**Task to complete:**
Word for word, return the lines from the top of the listing to the line containing "filename src/main.rs", both ends included, and no others.

**Provided data:**
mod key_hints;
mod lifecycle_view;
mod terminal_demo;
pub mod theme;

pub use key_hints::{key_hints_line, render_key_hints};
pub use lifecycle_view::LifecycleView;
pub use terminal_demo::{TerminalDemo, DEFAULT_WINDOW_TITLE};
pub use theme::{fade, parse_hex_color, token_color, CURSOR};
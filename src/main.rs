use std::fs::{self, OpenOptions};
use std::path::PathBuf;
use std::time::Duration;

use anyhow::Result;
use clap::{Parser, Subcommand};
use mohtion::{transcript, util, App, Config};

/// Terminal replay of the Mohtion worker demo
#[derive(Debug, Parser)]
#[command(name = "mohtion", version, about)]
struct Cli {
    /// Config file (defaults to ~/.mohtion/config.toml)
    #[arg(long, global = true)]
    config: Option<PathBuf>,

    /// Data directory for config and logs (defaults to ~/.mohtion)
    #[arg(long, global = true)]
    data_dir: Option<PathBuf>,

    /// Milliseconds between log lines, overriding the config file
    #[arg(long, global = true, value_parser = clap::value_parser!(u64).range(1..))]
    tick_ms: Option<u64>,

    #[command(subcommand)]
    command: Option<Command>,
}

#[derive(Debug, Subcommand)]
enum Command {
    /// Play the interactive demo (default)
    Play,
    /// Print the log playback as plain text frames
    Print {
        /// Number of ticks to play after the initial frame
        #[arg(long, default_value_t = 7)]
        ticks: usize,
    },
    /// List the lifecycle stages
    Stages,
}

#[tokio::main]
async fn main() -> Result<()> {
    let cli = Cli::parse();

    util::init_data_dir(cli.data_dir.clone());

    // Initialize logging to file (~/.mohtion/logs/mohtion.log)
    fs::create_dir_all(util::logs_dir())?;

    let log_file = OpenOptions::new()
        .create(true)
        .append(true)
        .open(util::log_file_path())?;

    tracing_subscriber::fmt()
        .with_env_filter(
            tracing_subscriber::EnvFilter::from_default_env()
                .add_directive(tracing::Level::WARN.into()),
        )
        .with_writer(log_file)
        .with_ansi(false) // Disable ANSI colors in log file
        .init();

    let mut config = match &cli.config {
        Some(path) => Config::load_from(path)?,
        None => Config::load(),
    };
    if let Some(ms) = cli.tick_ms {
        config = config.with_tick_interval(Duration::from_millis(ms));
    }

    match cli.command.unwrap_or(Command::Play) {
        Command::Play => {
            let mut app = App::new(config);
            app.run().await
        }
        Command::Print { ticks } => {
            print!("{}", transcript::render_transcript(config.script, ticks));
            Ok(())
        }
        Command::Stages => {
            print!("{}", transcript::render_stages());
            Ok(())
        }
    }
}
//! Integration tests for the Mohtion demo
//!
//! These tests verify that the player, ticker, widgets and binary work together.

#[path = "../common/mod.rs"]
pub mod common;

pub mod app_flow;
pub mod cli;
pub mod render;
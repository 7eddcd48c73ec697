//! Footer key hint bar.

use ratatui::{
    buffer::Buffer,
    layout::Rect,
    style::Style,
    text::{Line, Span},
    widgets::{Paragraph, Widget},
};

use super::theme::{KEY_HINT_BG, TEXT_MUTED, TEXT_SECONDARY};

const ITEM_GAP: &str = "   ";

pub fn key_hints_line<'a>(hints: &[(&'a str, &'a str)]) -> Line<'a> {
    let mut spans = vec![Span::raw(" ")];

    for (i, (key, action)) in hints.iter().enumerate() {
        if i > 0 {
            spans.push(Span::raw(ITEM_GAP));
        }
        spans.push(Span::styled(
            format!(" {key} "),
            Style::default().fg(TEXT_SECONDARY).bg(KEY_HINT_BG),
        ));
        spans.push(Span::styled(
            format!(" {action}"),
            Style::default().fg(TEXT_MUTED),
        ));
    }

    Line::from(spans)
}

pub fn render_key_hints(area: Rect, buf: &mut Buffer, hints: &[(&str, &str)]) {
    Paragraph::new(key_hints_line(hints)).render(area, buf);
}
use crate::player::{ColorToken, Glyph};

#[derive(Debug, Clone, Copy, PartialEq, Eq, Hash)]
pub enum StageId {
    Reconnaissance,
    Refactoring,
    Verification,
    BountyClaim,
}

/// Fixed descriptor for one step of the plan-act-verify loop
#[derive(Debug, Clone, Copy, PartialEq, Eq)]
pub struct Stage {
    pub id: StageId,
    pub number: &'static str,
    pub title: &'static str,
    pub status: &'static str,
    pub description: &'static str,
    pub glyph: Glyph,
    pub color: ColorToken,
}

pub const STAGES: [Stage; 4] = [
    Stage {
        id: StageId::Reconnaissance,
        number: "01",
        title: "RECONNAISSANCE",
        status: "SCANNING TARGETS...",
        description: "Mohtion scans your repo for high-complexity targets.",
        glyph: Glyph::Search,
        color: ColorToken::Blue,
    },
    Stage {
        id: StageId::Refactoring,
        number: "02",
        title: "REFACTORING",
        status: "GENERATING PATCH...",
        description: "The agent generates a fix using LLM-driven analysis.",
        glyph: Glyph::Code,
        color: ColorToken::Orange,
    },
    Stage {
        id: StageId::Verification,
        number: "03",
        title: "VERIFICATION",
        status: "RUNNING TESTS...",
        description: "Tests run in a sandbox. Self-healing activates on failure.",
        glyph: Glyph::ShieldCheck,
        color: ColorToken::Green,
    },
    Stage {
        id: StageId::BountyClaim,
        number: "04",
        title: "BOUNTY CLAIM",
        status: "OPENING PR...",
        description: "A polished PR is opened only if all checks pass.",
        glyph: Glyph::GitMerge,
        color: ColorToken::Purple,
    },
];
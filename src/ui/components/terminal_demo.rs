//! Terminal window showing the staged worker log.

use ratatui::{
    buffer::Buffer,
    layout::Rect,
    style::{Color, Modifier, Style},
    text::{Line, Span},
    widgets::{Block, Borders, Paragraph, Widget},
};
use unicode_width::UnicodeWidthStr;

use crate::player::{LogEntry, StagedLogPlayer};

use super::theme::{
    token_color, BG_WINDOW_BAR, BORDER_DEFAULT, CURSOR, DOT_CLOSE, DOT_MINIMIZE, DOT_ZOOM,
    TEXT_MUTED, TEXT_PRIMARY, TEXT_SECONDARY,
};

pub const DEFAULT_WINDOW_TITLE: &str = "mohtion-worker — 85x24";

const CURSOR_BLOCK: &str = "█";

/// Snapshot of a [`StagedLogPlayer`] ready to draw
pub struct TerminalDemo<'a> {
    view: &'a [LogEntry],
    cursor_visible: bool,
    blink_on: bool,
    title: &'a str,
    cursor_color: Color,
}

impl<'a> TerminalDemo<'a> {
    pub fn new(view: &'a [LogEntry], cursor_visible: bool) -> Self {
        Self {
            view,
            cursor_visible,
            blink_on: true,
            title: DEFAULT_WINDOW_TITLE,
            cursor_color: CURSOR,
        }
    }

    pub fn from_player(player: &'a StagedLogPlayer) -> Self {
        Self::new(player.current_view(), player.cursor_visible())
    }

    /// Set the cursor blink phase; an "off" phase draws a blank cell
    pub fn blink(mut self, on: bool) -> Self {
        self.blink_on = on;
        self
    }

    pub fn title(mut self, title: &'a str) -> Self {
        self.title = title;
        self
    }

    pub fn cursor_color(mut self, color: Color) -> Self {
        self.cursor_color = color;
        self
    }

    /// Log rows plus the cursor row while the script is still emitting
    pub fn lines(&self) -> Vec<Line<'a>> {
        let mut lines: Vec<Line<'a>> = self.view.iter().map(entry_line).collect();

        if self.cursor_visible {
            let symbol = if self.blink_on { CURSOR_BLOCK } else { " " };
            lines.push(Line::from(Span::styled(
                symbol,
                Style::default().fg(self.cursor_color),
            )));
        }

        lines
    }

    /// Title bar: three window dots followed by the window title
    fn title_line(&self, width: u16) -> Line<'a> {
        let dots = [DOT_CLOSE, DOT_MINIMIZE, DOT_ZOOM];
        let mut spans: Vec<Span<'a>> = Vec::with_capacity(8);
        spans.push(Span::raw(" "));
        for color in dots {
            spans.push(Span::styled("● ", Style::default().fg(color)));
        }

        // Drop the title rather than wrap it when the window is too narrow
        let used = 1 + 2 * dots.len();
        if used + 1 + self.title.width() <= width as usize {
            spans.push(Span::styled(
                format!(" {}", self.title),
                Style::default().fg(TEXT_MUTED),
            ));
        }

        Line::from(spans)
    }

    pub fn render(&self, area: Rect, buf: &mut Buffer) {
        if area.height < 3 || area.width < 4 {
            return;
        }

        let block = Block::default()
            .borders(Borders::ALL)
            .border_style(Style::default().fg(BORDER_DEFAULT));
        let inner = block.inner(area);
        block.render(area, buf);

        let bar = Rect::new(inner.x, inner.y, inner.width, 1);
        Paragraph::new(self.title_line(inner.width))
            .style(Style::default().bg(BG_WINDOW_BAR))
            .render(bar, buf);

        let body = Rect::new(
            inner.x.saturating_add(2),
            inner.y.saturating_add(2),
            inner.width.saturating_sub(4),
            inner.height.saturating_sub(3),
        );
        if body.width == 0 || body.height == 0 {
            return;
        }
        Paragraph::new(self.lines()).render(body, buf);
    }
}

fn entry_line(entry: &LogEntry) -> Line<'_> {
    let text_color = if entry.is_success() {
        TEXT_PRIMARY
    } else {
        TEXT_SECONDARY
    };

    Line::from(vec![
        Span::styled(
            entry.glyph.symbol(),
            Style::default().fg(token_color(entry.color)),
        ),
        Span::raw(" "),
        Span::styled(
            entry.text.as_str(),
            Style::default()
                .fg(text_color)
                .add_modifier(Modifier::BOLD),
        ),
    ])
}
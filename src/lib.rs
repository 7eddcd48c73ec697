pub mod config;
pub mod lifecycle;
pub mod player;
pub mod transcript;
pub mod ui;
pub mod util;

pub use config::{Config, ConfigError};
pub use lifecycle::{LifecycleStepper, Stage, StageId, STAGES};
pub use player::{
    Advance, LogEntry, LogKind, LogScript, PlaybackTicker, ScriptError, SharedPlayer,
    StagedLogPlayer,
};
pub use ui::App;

**Response:**
mod key_hints;
mod lifecycle_view;
mod terminal_demo;
pub mod theme;

pub use key_hints::{key_hints_line, render_key_hints};
pub use lifecycle_view::LifecycleView;
pub use terminal_demo::{TerminalDemo, DEFAULT_WINDOW_TITLE};
pub use theme::{fade, parse_hex_color, token_color, CURSOR};
filename src/main.rs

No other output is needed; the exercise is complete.